Percocet’s pain-relieving effects typically last 2 to 6 hours, with most people feeling relief fade around the 4-hour mark. The drug itself takes longer to fully clear your body, usually 12 to 24 hours before blood levels drop to near zero, though traces can linger in urine for days.
How Long Pain Relief Lasts
Percocet contains two active ingredients: oxycodone (an opioid) and acetaminophen (the same pain reliever in Tylenol). After you take a dose, pain relief peaks at about 60 to 90 minutes, then gradually tapers. The total window of noticeable pain relief runs 2 to 6 hours depending on the dose, your body size, and how long you’ve been taking it.
Most prescribing schedules call for a dose every 4 to 6 hours, which lines up with how quickly the effects wear off for the average person. If you notice pain returning well before the 4-hour mark, that doesn’t necessarily mean you need a higher dose. It could reflect differences in how quickly your liver processes the drug.
How Your Body Breaks It Down
Your liver does the heavy lifting. About 90% of the oxycodone in Percocet is broken down there, with only around 10% passing through unchanged in urine. The acetaminophen component clears faster, with a half-life of roughly 1.25 to 3 hours. Oxycodone’s half-life is longer, generally around 3.5 to 4 hours in healthy adults. “Half-life” means the time it takes for half the drug to leave your bloodstream, so it takes about 4 to 5 half-lives for a drug to be essentially gone. For oxycodone, that works out to roughly 18 to 20 hours.

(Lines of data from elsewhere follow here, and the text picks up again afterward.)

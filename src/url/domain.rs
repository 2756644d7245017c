use url::Url;

/// Extracts the domain from a URL
///
/// This function retrieves the host portion of a URL and converts it to lowercase.
/// If the URL has no host (which shouldn't happen for valid HTTP(S) URLs), it returns None.
///
/// # Examples
///
/// ```
/// use url::Url;
/// use prompt_harvest::url::extract_domain;
///
/// let url = Url::parse("https://EXAMPLE.COM/path").unwrap();
/// assert_eq!(extract_domain(&url), Some("example.com".to_string()));
/// ```
pub fn extract_domain(url: &Url) -> Option<String> {
    url.host_str().map(|h| h.to_lowercase())
}

/// Checks whether two URLs share the identical host
///
/// There is no subdomain generalization: `blog.example.com` is a different
/// domain from `example.com`. Ports are ignored.
pub fn same_domain(root: &Url, candidate: &Url) -> bool {
    match (extract_domain(root), extract_domain(candidate)) {
        (Some(a), Some(b)) => a == b,
        _ => false,
    }
}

Two liver enzymes control how fast oxycodone is processed. The primary one handles about 80% of the work, while a secondary enzyme converts a smaller portion into a more potent pain-relieving compound. Genetic variation in these enzymes creates real differences between people. Some individuals are “ultra-rapid” metabolizers who clear the drug faster and may find it wears off sooner. Others are “poor” metabolizers whose bodies process it more slowly, meaning effects and side effects can linger longer than expected.
What Makes It Wear Off Faster or Slower
Several factors shift the timeline in either direction:
- Liver health. Because the liver handles nearly all of the metabolism, any liver impairment slows clearance significantly. People with liver disease may feel effects for hours longer than someone with normal liver function.
- Kidney function. Reduced kidney function extends the elimination half-life because the body can’t excrete metabolites as efficiently.
- Other medications. Certain antifungal drugs and other medications that inhibit the same liver enzymes can slow oxycodone metabolism, effectively making each dose last longer and hit harder. Conversely, drugs that speed up those enzymes can cause Percocet to wear off faster.
- Tolerance. If you’ve been taking opioids regularly, your body adapts and the pain-relieving effects may fade sooner, even though the drug is still in your system at the same concentration.
- Age. Healthy adults and children over 6 months process oxycodone at similar rates when adjusted for weight. Very young infants, however, show wide variation in how quickly they clear the drug.
Side Effects That Outlast Pain Relief
Pain relief fades first, but other effects can stick around longer. Drowsiness, constipation, and mild nausea often persist after the analgesic window closes, because the drug is still circulating at lower levels. Constipation in particular tends to last the entire time you’re taking Percocet regularly, not just during the peak effect window. Mental fogginess and slowed reaction times can linger for several hours after pain relief has worn off, which is why driving or operating machinery remains risky even when you no longer feel “high” or pain-free.
What Happens When It Fully Wears Off
For someone taking Percocet as prescribed for a short period (a few days after surgery, for example), the drug simply stops working and pain may return. You take your next dose or transition to over-the-counter options as your recovery progresses.
For someone who has been taking it regularly for weeks or longer, the picture changes. Withdrawal symptoms from short-acting opioids like oxycodone typically begin 6 to 12 hours after the last dose. Early signs include anxiety, muscle aches, sweating, and a runny nose. These aren’t dangerous in most cases, but they’re uncomfortable enough that they drive many people to take another dose before they’re due. If you’ve been on Percocet for more than a couple of weeks, tapering gradually rather than stopping abruptly makes the transition significantly easier.
The Acetaminophen Factor
While most people focus on the oxycodone component, the acetaminophen in Percocet creates its own safety boundary. The FDA warns against exceeding 4,000 milligrams of acetaminophen per day from all sources combined, including other cold medicines, headache remedies, or sleep aids that also contain it. Liver damage from acetaminophen overdose is one of the most common causes of acute liver failure. Because acetaminophen clears your body faster than oxycodone (within about 6 to 12 hours), the risk isn’t that it builds up from a single dose. The risk comes from stacking multiple acetaminophen-containing products throughout the day without realizing how quickly the total adds up.